Q: How long is piece of No 8 wire? A: Long enough to stretch around the globe.
Every day, Kiwis are proving that our innovative ways of thinking around problems create world-class solutions and this was celebrated at the KEA World Class New Zealand presentations day in March.
The speakers were all successful Kiwis abroad and their common theme was that New Zealand’s isolation in the South Pacific has created culture where to survive, Kiwis have had to be creative and inventive – the No 8 wire mentality.
Ray Avery, an applied scientist at Medicine Mondiale, said if Australia was “the lucky country” then New Zealand was “the clever country”.
“If I was running the country, I would do an audit in technology,”
he said. There is brain power in numbers. “No one is as clever as all of us.”
Google computer scientist Craig Nevill-Manning said one of the keys to business success he learned at Google was to move fast, launch, then improve. “Launch before you’re ready!”
After launch, Google then refines from user feedback. Nevill-Manning also uses “beer and demos” weekly session to stimulate new business ideas from his team.
Mark D’Arcy of Time Warner said he felt Kiwis find it’s okay to fail overseas because we can always come home. “Now we have to get used to failing in New Zealand too.”
In the US, business failures are viewed differently, he says, and every entrepreneur has one or two failed start-ups to his name. You learn from mistakes. “We should celebrate mistakes.”

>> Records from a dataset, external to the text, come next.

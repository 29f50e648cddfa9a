#![forbid(unsafe_code)]

// WebSocket client session: one connection, one ClockSync, one SyncEngine

use super::clock::{ClockSync, DEFAULT_PROBE_INTERVAL};
use super::player::Player;
use super::sync_engine::{SyncConfig, SyncEngine};
use crate::playback::PlaybackState;
use crate::signaling::protocol::{
    ChatMessagePayload, ClientMessage, CreateRoomPayload, JoinRoomPayload, MediaDurationPayload, PingPayload,
    RoomRef, SeekPayload, ServerMessage, SetMediaPayload, SetRatePayload, TransferHostPayload,
};
use crate::time::SystemClock;
use anyhow::{anyhow, bail, Context};
use futures_util::{SinkExt, StreamExt};
use std::sync::atomic::{AtomicBool, Ordering};
use std::sync::{Arc, Mutex as StdMutex, RwLock as StdRwLock};
use std::time::Duration;
use tokio::sync::{broadcast, mpsc};
use tokio::task::JoinHandle;
use tokio_tungstenite::{connect_async, tungstenite::Message};
use tracing::{debug, info, warn};

const OUTBOUND_CAPACITY: usize = 64;
const EVENT_CAPACITY: usize = 256;
const CLOSE_TIMEOUT: Duration = Duration::from_secs(2);

/// Everything the session observed, republished for the application.
#[derive(Debug, Clone)]
pub enum ClientEvent {
    Message(ServerMessage),
    Disconnected,
}

#[derive(Debug, Default)]
struct Identity {
    participant_id: Option<String>,
    room_id: Option<String>,
}

/// State the reader task routes incoming messages into.
#[derive(Clone)]
struct Router {
    clock: ClockSync,
    engine: SyncEngine,
    player: Arc<dyn Player>,
    identity: Arc<StdRwLock<Identity>>,
    outbound: mpsc::Sender<Message>,
}

impl Router {
    fn is_me(&self, id: &str) -> bool {
        let identity = self.identity.read().unwrap_or_else(|e| e.into_inner());
        identity.participant_id.as_deref() == Some(id)
    }

    fn bind(&self, room_id: &str, participant_id: &str) {
        let mut identity = self.identity.write().unwrap_or_else(|e| e.into_inner());
        identity.room_id = Some(room_id.to_string());
        identity.participant_id = Some(participant_id.to_string());
    }

    fn route(&self, message: &ServerMessage, timestamp: Option<i64>) {
        match message {
            ServerMessage::Pong(pong) => {
                self.clock.process_pong(pong.client_time, pong.server_time);
            }
            ServerMessage::RoomCreated(created) => {
                self.bind(&created.room_id, &created.participant_id);
                self.engine.set_host(true);
            }
            ServerMessage::RoomJoined(joined) => {
                self.bind(&joined.room_id, &joined.participant_id);
            }
            ServerMessage::RoomState(state) => {
                self.engine.set_host(self.is_me(&state.room.host_id));
                self.engine.apply_server_state(state.playback_state.state);
            }
            ServerMessage::PlaybackState(playback) => {
                self.engine.apply_server_state(playback.state);
            }
            ServerMessage::HostChanged(changed) => {
                let me = self.is_me(&changed.new_host_id);
                if me {
                    info!("This session is now host");
                }
                self.engine.set_host(me);
            }
            ServerMessage::MediaSet(media) => {
                let now = timestamp.unwrap_or_else(|| self.clock.server_now().round() as i64);
                self.engine.apply_server_state(PlaybackState::new(now));
                if self.engine.is_host() {
                    if let Some(duration) = self.player.duration() {
                        debug!("Reporting duration {:.1}s for {}", duration, media.media_url);
                        let report = ClientMessage::MediaDuration(MediaDurationPayload {
                            room_id: None,
                            duration,
                        });
                        if let Err(e) = enqueue(&self.outbound, &report) {
                            warn!("Failed to report media duration: {}", e);
                        }
                    }
                }
            }
            ServerMessage::Error(error) => {
                debug!("Server rejected command: {} {}", error.code, error.message);
            }
            _ => {}
        }
    }
}

fn enqueue(outbound: &mpsc::Sender<Message>, message: &ClientMessage) -> anyhow::Result<()> {
    let text = serde_json::to_string(message)?;
    outbound
        .try_send(Message::Text(text.into()))
        .map_err(|e| anyhow!("outbound queue unavailable: {}", e))
}

/// A connected participant session.
///
/// Sends are fire-and-forget: they enqueue and return. Server replies and
/// broadcasts arrive as [`ClientEvent`]s via [`SyncClient::subscribe`].
pub struct SyncClient {
    outbound: StdMutex<Option<mpsc::Sender<Message>>>,
    events: broadcast::Sender<ClientEvent>,
    clock: ClockSync,
    engine: SyncEngine,
    identity: Arc<StdRwLock<Identity>>,
    reader: StdMutex<Option<JoinHandle<()>>>,
    writer: StdMutex<Option<JoinHandle<()>>>,
    closed: AtomicBool,
}

impl SyncClient {
    /// Connects to a `ws://` or `wss://` signaling endpoint and starts clock
    /// probing and drift correction for `player`.
    ///
    /// # Errors
    /// Returns an error if the URL is not a WebSocket URL or the handshake fails
    pub async fn connect(url: &str, player: Arc<dyn Player>, config: SyncConfig) -> anyhow::Result<Self> {
        let parsed = url::Url::parse(url).with_context(|| format!("invalid server URL {url}"))?;
        if !matches!(parsed.scheme(), "ws" | "wss") {
            bail!("unsupported URL scheme {:?}", parsed.scheme());
        }

        let (ws_stream, _) = connect_async(url)
            .await
            .with_context(|| format!("failed to connect to {url}"))?;
        info!("Connected to {}", url);
        let (mut sink, mut stream) = ws_stream.split();

        let (tx, mut rx) = mpsc::channel::<Message>(OUTBOUND_CAPACITY);
        let writer = tokio::spawn(async move {
            while let Some(message) = rx.recv().await {
                if let Err(e) = sink.send(message).await {
                    debug!("WebSocket write failed: {}", e);
                    break;
                }
            }
            let _ = sink.close().await;
        });

        let (events, _) = broadcast::channel(EVENT_CAPACITY);
        let clock = ClockSync::new(Arc::new(SystemClock));
        let engine = SyncEngine::new(config, clock.clone());
        engine.attach(player.clone());
        engine.start();

        let identity = Arc::new(StdRwLock::new(Identity::default()));
        let router = Router {
            clock: clock.clone(),
            engine: engine.clone(),
            player,
            identity: identity.clone(),
            outbound: tx.clone(),
        };
        let reader_events = events.clone();
        let reader = tokio::spawn(async move {
            while let Some(frame) = stream.next().await {
                match frame {
                    Ok(Message::Text(text)) => match ServerMessage::decode(text.as_str()) {
                        Ok((message, timestamp)) => {
                            router.route(&message, timestamp);
                            let _ = reader_events.send(ClientEvent::Message(message));
                        }
                        Err(e) => warn!("Undecodable server message: {}", e),
                    },
                    Ok(Message::Close(_)) => break,
                    Ok(_) => {}
                    Err(e) => {
                        debug!("WebSocket read failed: {}", e);
                        break;
                    }
                }
            }
            router.clock.stop();
            let _ = reader_events.send(ClientEvent::Disconnected);
            info!("Disconnected from server");
        });

        let probe_tx = tx.clone();
        clock.start(DEFAULT_PROBE_INTERVAL, move |client_time| {
            let probe = ClientMessage::Ping(PingPayload { client_time });
            // A dropped probe just means no sample this round
            let _ = enqueue(&probe_tx, &probe);
        });

        Ok(Self {
            outbound: StdMutex::new(Some(tx)),
            events,
            clock,
            engine,
            identity,
            reader: StdMutex::new(Some(reader)),
            writer: StdMutex::new(Some(writer)),
            closed: AtomicBool::new(false),
        })
    }

    pub fn subscribe(&self) -> broadcast::Receiver<ClientEvent> {
        self.events.subscribe()
    }

    pub fn clock(&self) -> &ClockSync {
        &self.clock
    }

    pub fn engine(&self) -> &SyncEngine {
        &self.engine
    }

    pub fn participant_id(&self) -> Option<String> {
        self.identity.read().unwrap_or_else(|e| e.into_inner()).participant_id.clone()
    }

    pub fn room_id(&self) -> Option<String> {
        self.identity.read().unwrap_or_else(|e| e.into_inner()).room_id.clone()
    }

    pub fn is_host(&self) -> bool {
        self.engine.is_host()
    }

    /// Queues a command without waiting for the socket.
    ///
    /// # Errors
    /// Returns an error if the session is closed or the outbound queue is full
    pub fn send(&self, message: ClientMessage) -> anyhow::Result<()> {
        let outbound = self.outbound.lock().unwrap_or_else(|e| e.into_inner());
        let tx = outbound.as_ref().ok_or_else(|| anyhow!("session closed"))?;
        enqueue(tx, &message)
    }

    pub fn create_room(&self, nickname: &str, password: Option<&str>, max_participants: Option<usize>) -> anyhow::Result<()> {
        self.send(ClientMessage::CreateRoom(CreateRoomPayload {
            nickname: nickname.to_string(),
            password: password.map(str::to_string),
            max_participants,
        }))
    }

    pub fn join_room(&self, room_id: &str, nickname: &str, password: Option<&str>) -> anyhow::Result<()> {
        self.send(ClientMessage::JoinRoom(JoinRoomPayload {
            room_id: room_id.to_string(),
            nickname: nickname.to_string(),
            password: password.map(str::to_string),
        }))
    }

    pub fn set_media(&self, media_url: &str) -> anyhow::Result<()> {
        self.send(ClientMessage::SetMedia(SetMediaPayload {
            room_id: None,
            media_url: media_url.to_string(),
        }))
    }

    pub fn play(&self) -> anyhow::Result<()> {
        self.send(ClientMessage::Play(RoomRef::default()))
    }

    pub fn pause(&self) -> anyhow::Result<()> {
        self.send(ClientMessage::Pause(RoomRef::default()))
    }

    pub fn seek(&self, position: f64) -> anyhow::Result<()> {
        self.send(ClientMessage::Seek(SeekPayload { room_id: None, position }))
    }

    pub fn set_rate(&self, rate: f64) -> anyhow::Result<()> {
        self.send(ClientMessage::SetRate(SetRatePayload { room_id: None, rate }))
    }

    pub fn report_duration(&self, duration: f64) -> anyhow::Result<()> {
        self.send(ClientMessage::MediaDuration(MediaDurationPayload { room_id: None, duration }))
    }

    pub fn transfer_host(&self, target_id: &str) -> anyhow::Result<()> {
        self.send(ClientMessage::TransferHost(TransferHostPayload {
            target_id: target_id.to_string(),
        }))
    }

    pub fn chat(&self, text: &str) -> anyhow::Result<()> {
        self.send(ClientMessage::ChatMessage(ChatMessagePayload {
            room_id: None,
            text: text.to_string(),
        }))
    }

    /// Stops probing and correction, then closes the socket. Idempotent.
    pub async fn close(&self) {
        if self.closed.swap(true, Ordering::SeqCst) {
            return;
        }
        self.clock.stop();
        self.engine.destroy();

        // The writer ends once every sender is gone
        drop(self.outbound.lock().unwrap_or_else(|e| e.into_inner()).take());
        let reader = self.reader.lock().unwrap_or_else(|e| e.into_inner()).take();
        if let Some(reader) = reader {
            reader.abort();
        }
        let writer = self.writer.lock().unwrap_or_else(|e| e.into_inner()).take();
        if let Some(mut writer) = writer {
            if tokio::time::timeout(CLOSE_TIMEOUT, &mut writer).await.is_err() {
                writer.abort();
            }
        }
        debug!("Sync client closed");
    }
}

impl Drop for SyncClient {
    fn drop(&mut self) {
        self.clock.stop();
        self.engine.destroy();
        for slot in [&self.reader, &self.writer] {
            if let Some(handle) = slot.lock().unwrap_or_else(|e| e.into_inner()).take() {
                handle.abort();
            }
        }
    }
}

Gordon Ramsay’s top chef Josh Emett says it’s Kiwis’ stubbornness that makes us prized workers. “It’s just about getting your head down.”
Motivation expert Dr Kerry Spackman says small countries can punch above their weight. “We need bigger vision, challenge or education system. We need to be multi-talented and robust.”
Katherine Corich, whose company SYSDOC Group creates business processes for companies and utilities, says you have to adapt to your market to survive globally. “When in Rome, think local.”